Teen Suicide/Bullying

See projectlira.org

We have had a stream of teenagers in our school district kill themselves within the last year.

There’s a need for awareness and compassion. This needs to be stopped and teens, like everyone else, need to know they are not alone. Someone cares. Share, write your feelings, go out and take a walk…..

“ALL or NOTHING”

I may just let my “book” be read this way  (free, since the whole idea for writing was merely for folks to know more about God, anyway)

Chapter 1


“No Gray, Not Even In My Hair?”

Are you hot? Are you cold?

In the book of Revelation, in the Bible, chapter 3, verse 16 has John the revelator being told, “So, then because thou art lukewarm, and neither cold nor hot, I will spue thee out of my mouth.” This is from my King James Bible: as I usually use for references.

The choices are only cold or hot? Really? “God, You want me to feel/be passionate for You, or You’d prefer my not bothering at all? No in between? No gray areas? No wait until…whenever…? What if I make a future promise to You, God? Isn’t that pretty harsh, being that You are a God of love and all?

Perhaps I can have some gray slip into my beliefs now and then, right? I know some gray hair slips into my long locks from time to time, and that’s not so bad.

There’s actually a personality disorder that involves a person’s thinking in terms of all or nothing. I tend to be  that way. In psychological circles, this is a negative thing. In debating going on a diet, for instance, this can really mess with your head. In time, I’ve had really good success with a liquid diet. I’m one of the few people know who can stick with a liquid diet, by the way, but it’s been quite a while. My husband cannot seem to wrap his head around that at all. With food, and many things in life, I tend to do better with fewer choices. That buffet restaurant we love to go to is really not my best friend. Yes, I do better as a follower, in many instances, also, rather than being a leader.

“Hey, Lori, do you want to go to the buffet?” I do. “Oh well, sure I’ll go.” Now, I’m following and thinking of all the varieties of choices.

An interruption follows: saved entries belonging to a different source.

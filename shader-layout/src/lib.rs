// Copyright (c) 2024 The vulkano developers
// Licensed under the Apache License, Version 2.0
// <LICENSE-APACHE or
// https://www.apache.org/licenses/LICENSE-2.0> or the MIT
// license <LICENSE-MIT or https://opensource.org/licenses/MIT>,
// at your option. All files in the project carrying such
// notice may not be copied, modified, or distributed except
// according to those terms.

//! Shader resource reflection, binding layouts and resource caches for Vulkan pipelines.
//!
//! # Overview
//!
//! - A [`ResourceCatalog`](crate::shader::resources::ResourceCatalog) is built once per compiled
//!   shader from its SPIR-V words and a [`ShaderDesc`](crate::shader::ShaderDesc). It lists every
//!   buffer, image and sampler the shader declares, grouped by resource kind, together with the
//!   visibility class (static, mutable or dynamic) each of them was given, and the word offsets
//!   of their `Binding` and `DescriptorSet` decorations.
//!
//! - A [`ShaderResourceLayout`](crate::pipeline::resource_layout::ShaderResourceLayout) assigns
//!   every resource a location: a binding group, a binding number and an offset into the
//!   resource cache. The static path builds a private layout for the static resources of one
//!   shader. The pipeline path registers the resources of every stage of a pipeline with a
//!   [`PipelineLayoutManager`](crate::pipeline::layout::PipelineLayoutManager) and rewrites the
//!   decorations of each stage's SPIR-V so that it matches the final binding model.
//!
//! - The [`PipelineLayoutManager`](crate::pipeline::layout::PipelineLayoutManager) keeps one
//!   [`BindingGroup`](crate::descriptor_set::layout::BindingGroup) per visibility class. Once
//!   every stage is registered, it is finalized into native descriptor set layouts and a native
//!   pipeline layout through a [`LayoutDevice`](crate::device::LayoutDevice).
//!
//! - A [`ShaderResourceCache`](crate::descriptor_set::cache::ShaderResourceCache) holds the
//!   objects that are bound to each descriptor. It is filled through the
//!   [`ShaderVariable`](crate::pipeline::binding::ShaderVariable)s of a
//!   [`ShaderResourceBinding`](crate::pipeline::binding::ShaderResourceBinding), and read back
//!   when recording commands, to produce descriptor writes and dynamic offsets.

pub use ash::vk::Handle;
use std::{
    borrow::Cow,
    error::Error,
    fmt::{Debug, Display, Error as FmtError, Formatter},
};

pub mod descriptor_set;
pub mod device;
mod macros;
pub mod memory;
pub mod pipeline;
pub mod sampler;
pub mod shader;
#[cfg(test)]
mod tests;

/// Gives access to the native handle of an object.
pub unsafe trait VulkanObject {
    /// The type of the handle.
    type Handle: ash::vk::Handle;

    /// Returns the raw Vulkan handle of the object.
    fn handle(&self) -> Self::Handle;
}

/// An error that can happen when the device fails to create an object.
#[derive(Clone, Copy, Debug, PartialEq, Eq, Hash)]
pub enum VulkanError {
    /// A host memory allocation has failed.
    OutOfHostMemory,

    /// A device memory allocation has failed.
    OutOfDeviceMemory,

    /// Initialization of an object could not be completed for implementation-specific reasons.
    InitializationFailed,

    /// Too many objects of the type have already been created.
    TooManyObjects,

    /// Any other error code.
    Unnamed(ash::vk::Result),
}

impl From<ash::vk::Result> for VulkanError {
    fn from(val: ash::vk::Result) -> VulkanError {
        match val {
            ash::vk::Result::ERROR_OUT_OF_HOST_MEMORY => Self::OutOfHostMemory,
            ash::vk::Result::ERROR_OUT_OF_DEVICE_MEMORY => Self::OutOfDeviceMemory,
            ash::vk::Result::ERROR_INITIALIZATION_FAILED => Self::InitializationFailed,
            ash::vk::Result::ERROR_TOO_MANY_OBJECTS => Self::TooManyObjects,
            _ => Self::Unnamed(val),
        }
    }
}

impl Error for VulkanError {}

impl Display for VulkanError {
    fn fmt(&self, f: &mut Formatter<'_>) -> Result<(), FmtError> {
        match self {
            VulkanError::OutOfHostMemory => write!(f, "a host memory allocation has failed"),
            VulkanError::OutOfDeviceMemory => write!(f, "a device memory allocation has failed"),
            VulkanError::InitializationFailed => write!(
                f,
                "initialization of an object could not be completed for implementation-specific \
                reasons",
            ),
            VulkanError::TooManyObjects => write!(
                f,
                "too many objects of the type have already been created",
            ),
            VulkanError::Unnamed(result) => {
                write!(f, "unnamed error, VkResult value {}", result.as_raw())
            }
        }
    }
}

/// A wrapper for error types of functions that can return validation errors.
#[derive(Clone)]
pub enum Validated<E> {
    /// A non-validation error occurred.
    Error(E),

    /// A validation error occurred.
    ValidationError(Box<ValidationError>),
}

impl<E> Validated<E> {
    /// Maps the inner `Error` value using the provided function, or does nothing if the value is
    /// `ValidationError`.
    #[inline]
    pub fn map<F>(self, f: impl FnOnce(E) -> F) -> Validated<F> {
        match self {
            Self::Error(err) => Validated::Error(f(err)),
            Self::ValidationError(err) => Validated::ValidationError(err),
        }
    }

    /// Returns the inner `ValidationError`, if any.
    #[inline]
    pub fn validation_error(&self) -> Option<&ValidationError> {
        match self {
            Self::Error(_) => None,
            Self::ValidationError(err) => Some(err),
        }
    }

    #[inline]
    fn add_context(self, context: impl Into<Cow<'static, str>>) -> Self {
        match self {
            Self::Error(err) => Self::Error(err),
            Self::ValidationError(err) => Self::ValidationError(err.add_context(context)),
        }
    }
}

impl<E> Error for Validated<E>
where
    E: Error + 'static,
{
    fn source(&self) -> Option<&(dyn Error + 'static)> {
        match self {
            Self::Error(err) => Some(err),
            Self::ValidationError(err) => Some(err),
        }
    }
}

impl<E> Display for Validated<E> {
    fn fmt(&self, f: &mut Formatter<'_>) -> Result<(), FmtError> {
        match self {
            Self::Error(_) => write!(f, "a non-validation error occurred"),
            Self::ValidationError(_) => write!(f, "a validation error occurred"),
        }
    }
}

impl<E> Debug for Validated<E>
where
    E: Display,
{
    fn fmt(&self, f: &mut Formatter<'_>) -> Result<(), FmtError> {
        match self {
            Self::Error(err) => write!(f, "a non-validation error occurred: {err}"),
            Self::ValidationError(err) => {
                write!(f, "a validation error occurred\n\nCaused by:\n    {err:?}")
            }
        }
    }
}

impl<E> From<Box<ValidationError>> for Validated<E> {
    fn from(err: Box<ValidationError>) -> Self {
        Self::ValidationError(err)
    }
}

impl From<VulkanError> for Validated<VulkanError> {
    fn from(err: VulkanError) -> Self {
        Self::Error(err)
    }
}

/// The arguments or other context of a call were found to be invalid, or the reflected shader
/// uses a shape that cannot be laid out.
#[derive(Clone, Default)]
pub struct ValidationError {
    /// The context in which the problem exists, for example the name of a shader variable.
    pub context: Cow<'static, str>,

    /// A description of what the problem is.
    pub problem: Cow<'static, str>,
}

impl ValidationError {
    pub(crate) fn add_context(mut self: Box<Self>, context: impl Into<Cow<'static, str>>) -> Box<Self> {
        if self.context.is_empty() {
            self.context = context.into();
        } else {
            self.context = format!("{}.{}", context.into(), self.context).into();
        }

        self
    }
}

impl Debug for ValidationError {
    fn fmt(&self, f: &mut Formatter<'_>) -> Result<(), FmtError> {
        if self.context.is_empty() {
            write!(f, "{}", self.problem)
        } else {
            write!(f, "{}: {}", self.context, self.problem)
        }
    }
}

impl Display for ValidationError {
    fn fmt(&self, f: &mut Formatter<'_>) -> Result<(), FmtError> {
        Debug::fmt(self, f)
    }
}

impl Error for ValidationError {}

/// A helper type for non-exhaustive structs.
///
/// This type cannot be constructed outside this crate. Structures with a field of this type can
/// only be constructed by calling a constructor function or `Default::default()`. The effect is
/// similar to the standard Rust `#[non_exhaustive]` attribute, except that it does not prevent
/// update syntax from being used.
#[derive(Clone, Copy, Debug, PartialEq, Eq, Hash)]
pub struct NonExhaustive(pub(crate) ());

impl NonExhaustive {
    #[allow(dead_code)]
    pub(crate) const fn new() -> Self {
        Self(())
    }
}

God wants us to follow Him. He talks about how He would prefer a person was hot for Him, as opposed to being cold. He doesn’t want wishy-washy Christians, really. (see Revelation 3: 15- 18

In one of my (prior) blog posts, I have a picture of seven pieces of candy in my post about 1 Kings 18: 21. You may ask, “Why the candy?” I will tell you in a minute. Hang on.

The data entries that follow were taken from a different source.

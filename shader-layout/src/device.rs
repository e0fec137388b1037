// Copyright (c) 2024 The vulkano developers
// Licensed under the Apache License, Version 2.0
// <LICENSE-APACHE or
// https://www.apache.org/licenses/LICENSE-2.0> or the MIT
// license <LICENSE-MIT or https://opensource.org/licenses/MIT>,
// at your option. All files in the project carrying such
// notice may not be copied, modified, or distributed except
// according to those terms.

//! The device that native layout objects are created with.
//!
//! Creating and destroying native objects is left to an implementation of [`LayoutDevice`].
//! [`AshDevice`] implements it for a logical device loaded with `ash`. Every object created
//! through a `LayoutDevice` is owned by a wrapper that destroys it when dropped.

use crate::VulkanError;
use std::{
    fmt::{Debug, Error as FmtError, Formatter},
    sync::Arc,
};

/// Creates and destroys the native objects that make up a binding model.
pub trait LayoutDevice: Send + Sync {
    /// Creates a sampler.
    fn create_sampler(
        &self,
        create_info: &ash::vk::SamplerCreateInfo<'_>,
    ) -> Result<ash::vk::Sampler, VulkanError>;

    /// Destroys a sampler.
    ///
    /// # Safety
    ///
    /// - `sampler` must have been created by `self` and must not be in use.
    unsafe fn destroy_sampler(&self, sampler: ash::vk::Sampler);

    /// Creates a descriptor set layout.
    fn create_descriptor_set_layout(
        &self,
        create_info: &ash::vk::DescriptorSetLayoutCreateInfo<'_>,
    ) -> Result<ash::vk::DescriptorSetLayout, VulkanError>;

    /// Destroys a descriptor set layout.
    ///
    /// # Safety
    ///
    /// - `layout` must have been created by `self`.
    unsafe fn destroy_descriptor_set_layout(&self, layout: ash::vk::DescriptorSetLayout);

    /// Creates a pipeline layout.
    fn create_pipeline_layout(
        &self,
        create_info: &ash::vk::PipelineLayoutCreateInfo<'_>,
    ) -> Result<ash::vk::PipelineLayout, VulkanError>;

    /// Destroys a pipeline layout.
    ///
    /// # Safety
    ///
    /// - `layout` must have been created by `self` and must not be in use.
    unsafe fn destroy_pipeline_layout(&self, layout: ash::vk::PipelineLayout);
}

/// A [`LayoutDevice`] backed by an `ash` logical device.
#[derive(Clone)]
pub struct AshDevice {
    device: ash::Device,
}

impl AshDevice {
    /// Wraps `device`.
    ///
    /// # Safety
    ///
    /// - `device` must stay valid for as long as the returned object and every object created
    ///   through it are alive.
    pub unsafe fn new(device: ash::Device) -> Arc<Self> {
        Arc::new(AshDevice { device })
    }
}

impl LayoutDevice for AshDevice {
    fn create_sampler(
        &self,
        create_info: &ash::vk::SamplerCreateInfo<'_>,
    ) -> Result<ash::vk::Sampler, VulkanError> {
        unsafe { self.device.create_sampler(create_info, None) }.map_err(VulkanError::from)
    }

    unsafe fn destroy_sampler(&self, sampler: ash::vk::Sampler) {
        unsafe { self.device.destroy_sampler(sampler, None) };
    }

    fn create_descriptor_set_layout(
        &self,
        create_info: &ash::vk::DescriptorSetLayoutCreateInfo<'_>,
    ) -> Result<ash::vk::DescriptorSetLayout, VulkanError> {
        unsafe { self.device.create_descriptor_set_layout(create_info, None) }
            .map_err(VulkanError::from)
    }

    unsafe fn destroy_descriptor_set_layout(&self, layout: ash::vk::DescriptorSetLayout) {
        unsafe { self.device.destroy_descriptor_set_layout(layout, None) };
    }

    fn create_pipeline_layout(
        &self,
        create_info: &ash::vk::PipelineLayoutCreateInfo<'_>,
    ) -> Result<ash::vk::PipelineLayout, VulkanError> {
        unsafe { self.device.create_pipeline_layout(create_info, None) }
            .map_err(VulkanError::from)
    }

    unsafe fn destroy_pipeline_layout(&self, layout: ash::vk::PipelineLayout) {
        unsafe { self.device.destroy_pipeline_layout(layout, None) };
    }
}

impl Debug for AshDevice {
    fn fmt(&self, f: &mut Formatter<'_>) -> Result<(), FmtError> {
        f.debug_struct("AshDevice")
            .field("handle", &self.device.handle())
            .finish()
    }
}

Let’s first remember Elijah when he came to the people and said, “How long halt ye between two opinions? If the Lord be God, follow Him: but if Baal, then follow him.” The people didn’t answer.

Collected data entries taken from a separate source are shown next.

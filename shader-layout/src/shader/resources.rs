// Copyright (c) 2024 The vulkano developers
// Licensed under the Apache License, Version 2.0
// <LICENSE-APACHE or
// https://www.apache.org/licenses/LICENSE-2.0> or the MIT
// license <LICENSE-MIT or https://opensource.org/licenses/MIT>,
// at your option. All files in the project carrying such
// notice may not be copied, modified, or distributed except
// according to those terms.

//! The catalog of resources a shader declares.
//!
//! A [`ResourceCatalog`] is built once per shader and never changes afterwards. Its resources are
//! sorted into runs by [`ResourceKind`], in the order of the variants of that enum, and within
//! each run they are in the order the shader declares them. Layouts refer to resources by their
//! index in the catalog, so these indices must stay stable.

use super::{
    reflect::{self, ReflectedResource, Reflection},
    spirv::Spirv,
    ShaderDesc, ShaderStage, VariableType, VariableTypes,
};
use crate::{
    descriptor_set::layout::DescriptorType,
    memory::pool::{ArenaSizer, PooledStr, ResourceArena, StringPool},
    sampler::{Sampler, SamplerCache},
    Validated, ValidationError, VulkanError,
};
#[cfg(feature = "serde")]
use serde::{Deserialize, Serialize};
use smallvec::SmallVec;
use std::{
    fmt::{Display, Error as FmtError, Formatter},
    ops::{Deref, Range},
    sync::Arc,
};

/// The maximum number of distinct immutable samplers a single shader can reference.
pub const MAX_IMMUTABLE_SAMPLERS: usize = u8::MAX as usize;

/// The kind of a shader resource.
///
/// The order of the variants is the order of the runs in a [`ResourceCatalog`].
#[derive(Clone, Copy, Debug, PartialEq, Eq, Hash, PartialOrd, Ord)]
#[cfg_attr(feature = "serde", derive(Serialize, Deserialize))]
#[repr(u8)]
pub enum ResourceKind {
    /// A uniform (constant) buffer.
    UniformBuffer,

    /// A read-write storage buffer.
    StorageBuffer,

    /// A formatted buffer that is only read.
    UniformTexelBuffer,

    /// A formatted buffer that is read and written.
    StorageTexelBuffer,

    /// An image that is read and written without a sampler.
    StorageImage,

    /// An image combined with a sampler.
    SampledImage,

    /// An atomic counter buffer.
    AtomicCounter,

    /// A sampler declared separately from any image.
    SeparateSampler,

    /// An image declared separately from any sampler.
    SeparateImage,
}

/// Native descriptor type of each resource kind, indexed by `ResourceKind as usize`.
const DESCRIPTOR_TYPES: [DescriptorType; ResourceKind::COUNT] = [
    DescriptorType::UniformBufferDynamic,
    DescriptorType::StorageBufferDynamic,
    DescriptorType::UniformTexelBuffer,
    DescriptorType::StorageTexelBuffer,
    DescriptorType::StorageImage,
    DescriptorType::CombinedImageSampler,
    DescriptorType::StorageBuffer,
    DescriptorType::Sampler,
    DescriptorType::SampledImage,
];

impl ResourceKind {
    /// The number of resource kinds.
    pub const COUNT: usize = 9;

    /// All resource kinds, in run order.
    pub const ALL: [ResourceKind; Self::COUNT] = [
        Self::UniformBuffer,
        Self::StorageBuffer,
        Self::UniformTexelBuffer,
        Self::StorageTexelBuffer,
        Self::StorageImage,
        Self::SampledImage,
        Self::AtomicCounter,
        Self::SeparateSampler,
        Self::SeparateImage,
    ];

    /// Returns the native descriptor type used for resources of this kind.
    #[inline]
    pub const fn descriptor_type(self) -> DescriptorType {
        DESCRIPTOR_TYPES[self as usize]
    }

    /// Returns whether resources of this kind can have an immutable sampler.
    #[inline]
    pub const fn allows_immutable_sampler(self) -> bool {
        matches!(self, Self::SampledImage | Self::SeparateSampler)
    }

    /// Returns whether resources of this kind are bound with a dynamic offset.
    #[inline]
    pub const fn has_dynamic_offset(self) -> bool {
        matches!(self, Self::UniformBuffer | Self::StorageBuffer)
    }

    /// Returns a human-readable name of the kind.
    pub const fn name(self) -> &'static str {
        match self {
            Self::UniformBuffer => "uniform buffer",
            Self::StorageBuffer => "storage buffer",
            Self::UniformTexelBuffer => "uniform texel buffer",
            Self::StorageTexelBuffer => "storage texel buffer",
            Self::StorageImage => "storage image",
            Self::SampledImage => "sampled image",
            Self::AtomicCounter => "atomic counter",
            Self::SeparateSampler => "separate sampler",
            Self::SeparateImage => "separate image",
        }
    }
}

/// A resource declared by a shader.
#[derive(Clone, Debug, PartialEq, Eq)]
pub struct ResourceDescriptor {
    name: PooledStr,
    array_size: u16,
    kind: ResourceKind,
    variable_type: VariableType,
    immutable_sampler: Option<u8>,
    paired_resource: Option<u32>,
    binding_patch_offset: u32,
    descriptor_set_patch_offset: u32,
}

impl ResourceDescriptor {
    /// Returns the number of array elements; 1 for resources that are not arrays.
    #[inline]
    pub fn array_size(&self) -> u32 {
        self.array_size as u32
    }

    /// Returns the kind of the resource.
    #[inline]
    pub fn kind(&self) -> ResourceKind {
        self.kind
    }

    /// Returns the variable type of the resource.
    #[inline]
    pub fn variable_type(&self) -> VariableType {
        self.variable_type
    }

    /// Returns the index of the immutable sampler of the resource in the catalog, if any.
    #[inline]
    pub fn immutable_sampler_index(&self) -> Option<usize> {
        self.immutable_sampler.map(usize::from)
    }

    /// Returns whether the resource has an immutable sampler.
    #[inline]
    pub fn has_immutable_sampler(&self) -> bool {
        self.immutable_sampler.is_some()
    }

    /// For a separate image, returns the catalog index of the sampler assigned to it. For a
    /// separate sampler, returns the catalog index of the image it is assigned to.
    #[inline]
    pub fn paired_resource_index(&self) -> Option<usize> {
        self.paired_resource.map(|index| index as usize)
    }

    /// Returns the word offset in the SPIR-V module of the binding number of the resource.
    #[inline]
    pub fn binding_patch_offset(&self) -> usize {
        self.binding_patch_offset as usize
    }

    /// Returns the word offset in the SPIR-V module of the descriptor set number of the
    /// resource.
    #[inline]
    pub fn descriptor_set_patch_offset(&self) -> usize {
        self.descriptor_set_patch_offset as usize
    }
}

/// A resource of a catalog, together with its name.
#[derive(Clone, Copy, Debug)]
pub struct Resource<'a> {
    catalog: &'a ResourceCatalog,
    index: usize,
    descriptor: &'a ResourceDescriptor,
}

I’m reminded of Joshua 24: 15. Yes, I and my household have chosen to serve the Lord as Joshua did. (Nothing wishy-washy about our decision)

Jesus said, “Deny yourself and follow Me.” (Matthew 16:  24 and other references) I love Jesus and He loves me.

“Um, Jesus, You mean deny myself a little bit? Follow You some? I would venture to say we all have trouble with denying ourselves.

I am ever thinking of food for thought. The idea with the miniature candies in the picture is an example of something we are sure we want all of. We didn’t even need to pray about it, have a congressional meeting, or put out the fleece for a decision from above (as Gideon did in Judges 6: 37)

King Solomon, in the Bible, said “Lord God of Israel, there is no God like Thee in heaven above, or on earth beneath, who keeps covenant and more with Thy servants that walk before Thee with all their heart” (1 Kings 8: 23) We desire to be “all in” with our God, just as we are with some candies.

God keeps a loving covenant with those who walk with Him- with their whole heart.

Solomon was a very wise king. His wisdom came from God. He loved and knew God. He trusted and worshiped God. I know for a fact that I’ve tasted and “seen that the Lord is good” as said in Psalm 34: 8.

Have you ever done anything with your whole heart? Have you ever said no to something, or someone, because your heart just wasn’t in it.?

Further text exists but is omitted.